Mit dem Ende des "Römischen Reiches deutscher Nation" war 1805 die Reichgraftschaft mit der damit verbundenen Stimme im Reichstag für die böhmischen Grafen wertlos geworden.
Friedrich von Nostitz-Rieneck verkaufte deshalb am 20. März 1809 den Besitz an den "Fürst Primas der Rhein Confederation"

1810 wurde der Staat des Fürstprimas Carl Theodor von Dalberg durch Napoleon nach französischem Modell neu geordnet. Sitz des neu geschaffenen Staatsgebildes "Großherzogtum Frankfurt", Fulda und Hanau waren hinzu gekommen, war Frankfurt. Die französische Gesetzgebung wurde eingeführt und die Multikonfessionalität zugelassen. Die Amtsvogteien wurden zu Distriktmairien und die Gemeinden zu Mairien.
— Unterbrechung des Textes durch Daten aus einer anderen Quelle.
//! Dedicated writer task for outbound text frames.
//!
//! Callers never touch the socket directly. They push frames into an
//! unbounded channel and a single task drains it into the WebSocket sink,
//! which keeps `send` non-blocking and preserves issuance order.
//!
//! # Architecture
//!
//! ```text
//! Topic A   ─┐
//! Service B ─┼─► mpsc::UnboundedSender<Outbound> ─► Writer Task ─► WebSocket sink
//! Topic C   ─┘
//! ```
//!
//! Frames that are already queued when the task wakes are fed as one batch
//! and flushed once.

use futures_util::{Sink, SinkExt};
use tokio::sync::mpsc;
use tokio::task::JoinHandle;
use tokio_tungstenite::tungstenite::Message as WsMessage;

use crate::error::{BridgeError, Result};

/// Maximum frames to feed before a flush.
const MAX_BATCH_SIZE: usize = 64;

/// An instruction for the writer task.
#[derive(Debug, Clone, PartialEq, Eq)]
pub enum Outbound {
    /// Send a text frame.
    Text(String),
    /// Send a close frame and stop.
    Close,
}

/// Receiving end of the writer channel.
pub type OutboundQueue = mpsc::UnboundedReceiver<Outbound>;

/// Handle for sending frames to the writer task.
///
/// Cheaply cloneable. The task stops once every handle is dropped.
#[derive(Debug, Clone)]
pub struct WriterHandle {
    tx: mpsc::UnboundedSender<Outbound>,
}

impl WriterHandle {
    /// Create a handle and the queue a writer task will drain.
    ///
    /// Frames sent before the task starts wait in the queue.
    pub fn channel() -> (Self, OutboundQueue) {
        let (tx, rx) = mpsc::unbounded_channel();
        (Self { tx }, rx)
    }

    /// Queue a text frame.
    pub fn send(&self, text: String) -> Result<()> {
        self.tx
            .send(Outbound::Text(text))
            .map_err(|_| BridgeError::ConnectionClosed)
    }

    /// Ask the writer to send a close frame and stop.
    pub fn close(&self) {
        if self.tx.send(Outbound::Close).is_err() {
            tracing::trace!("writer already stopped");
        }
    }
}

/// Spawn a writer task draining `queue` into an already-connected sink.
///
/// A sink error stops the task and is logged.
pub fn spawn_writer_task<S>(queue: OutboundQueue, sink: S) -> JoinHandle<()>
where
    S: Sink<WsMessage> + Unpin + Send + 'static,
    S::Error: Into<BridgeError>,
{
    tokio::spawn(async move {
        match writer_loop(queue, sink).await {
            Ok(()) => tracing::trace!("writer stopped"),
            Err(e) => tracing::warn!(error = %e, "writer stopped"),
        }
    })
}

/// Drain `queue` into `sink` until a close request or until every handle is dropped.
pub async fn writer_loop<S>(mut queue: OutboundQueue, mut sink: S) -> Result<()>
where
    S: Sink<WsMessage> + Unpin,
    S::Error: Into<BridgeError>,
{
    loop {
        let first = match queue.recv().await {
            Some(outbound) => outbound,
            None => {
                // Every handle dropped
                sink.close().await.map_err(Into::into)?;
                return Ok(());
            }
        };

        let mut batch = Vec::with_capacity(MAX_BATCH_SIZE);
        batch.push(first);
        while batch.len() < MAX_BATCH_SIZE {
            match queue.try_recv() {
                Ok(outbound) => batch.push(outbound),
                Err(_) => break,
            }
        }

        let batch_size = batch.len();
        for outbound in batch {
            match outbound {
                Outbound::Text(text) => {
                    sink.feed(WsMessage::Text(text.into()))
                        .await
                        .map_err(Into::into)?;
                }
                Outbound::Close => {
                    tracing::debug!("writer closing sink");
                    sink.flush().await.map_err(Into::into)?;
                    sink.close().await.map_err(Into::into)?;
                    return Ok(());
                }
            }
        }

        sink.flush().await.map_err(Into::into)?;
        tracing::trace!(frames = batch_size, "writer flushed batch");
    }
}

#[cfg(test)]
mod tests {
    use super::*;

    fn texts(messages: &[WsMessage]) -> Vec<String> {
        messages
            .iter()
            .filter_map(|m| match m {
                WsMessage::Text(t) => Some(t.to_string()),
                _ => None,
            })
            .collect()
    }

    #[tokio::test]
    async fn test_frames_written_in_order() {
        let (handle, queue) = WriterHandle::channel();
        for i in 0..10 {
            handle.send(format!("frame-{}", i)).unwrap();
        }
        drop(handle);

        let mut sink: Vec<WsMessage> = Vec::new();
        writer_loop(queue, &mut sink).await.unwrap();

        let expected: Vec<String> = (0..10).map(|i| format!("frame-{}", i)).collect();
        assert_eq!(texts(&sink), expected);
    }

    #[tokio::test]
    async fn test_close_stops_after_pending_frames() {
        let (handle, queue) = WriterHandle::channel();
        handle.send("before".into()).unwrap();
        handle.close();
        handle.send("after".into()).unwrap();

        let mut sink: Vec<WsMessage> = Vec::new();
        writer_loop(queue, &mut sink).await.unwrap();

        assert_eq!(texts(&sink), vec!["before".to_string()]);
    }

    #[tokio::test]
    async fn test_send_after_writer_gone() {
        let (handle, queue) = WriterHandle::channel();
        drop(queue);

        assert!(matches!(
            handle.send("late".into()),
            Err(BridgeError::ConnectionClosed)
        ));
    }

    #[tokio::test]
    async fn test_spawned_writer_stops_when_handles_dropped() {
        let (handle, queue) = WriterHandle::channel();
        let task = spawn_writer_task(queue, Vec::<WsMessage>::new());
        handle.send("x".into()).unwrap();
        drop(handle);

        tokio::time::timeout(std::time::Duration::from_secs(1), task)
            .await
            .unwrap()
            .unwrap();
    }

    #[tokio::test]
    async fn test_spawned_writer_stops_on_close() {
        let (handle, queue) = WriterHandle::channel();
        let task = spawn_writer_task(queue, Vec::<WsMessage>::new());
        handle.close();

        tokio::time::timeout(std::time::Duration::from_secs(1), task)
            .await
            .unwrap()
            .unwrap();
        assert!(handle.send("late".into()).is_err());
    }
}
Die Amtsvogtei Aura wurde Burgjoß zugeordnet. Rieneck bildete eine eigene Vogtei.
1810 beziehungsweise 1818 wurde die politische Gemeinde Schaippach aus dem Realverband Schaippach, dem Hofgutsbezirk Hohenroth und dem Zollberger Wirtshaus gebildet. Nach dem Ende der napoleonischen Ära wurde 1813 das Departement Aschaffenburg von Bayern übernommen. Die bisherigen Distriktmairien wurden am 1. Oktober 1814 zu Landgerichten gemacht. Das Landgericht Aura schloss den Distrikt Burgjoß und die Hälfte des Jurisdiktionsamtes Rieneck ein. Rieneck mit Schaippach wurde durch das Landgericht Lohr verwaltet. Schaippach zählte 226 Einwohner, verfügte über eine Kirche und eine Schule. An der Sinn standen eine Mahlmühle, eine Gipsmühle und eine Lohmühle.

1828/29 wurde das Landgericht Aura aufgelöst. Die Gemeinden Wohnrod, Fellen, Neuhof, Rengersbrunn, Trockenbach und Burgsinn kamen zum Landgericht Gemünden. Rieneck, Dürrhof, Schaippach, Hohenroth und Zollberg, die bisher bei Lohr waren, wurden dem Landgericht Gemünden überführt, das 1862 zum Bezirksamt umgeformt wurde.
1869 zählte Schaippach 32 Wohnhäuser und 56 Familien mit 200 Seelen. Um die Jahrhundertwende gab es in Schaippach zwei Fabrikbetriebe, am Ortseingang seit 1893 eine Zigarrenfabrik, und eine Drahtfabrik wurde 1895 in der alten Sinnmühle eingerichtet.

Bevölkerungszuwachs brachte nach dem 2. Weltkrieg der Zuzug von Heimatvertriebenen. Die Einwohnerzahl verdoppelte sich auf 420. Die Gebietsreform von 1971 bis 1978 beendete die Selbstständigkeit Schaippachs, es wurde am 1. Juli 1971 ein Stadtteil von Gemünden.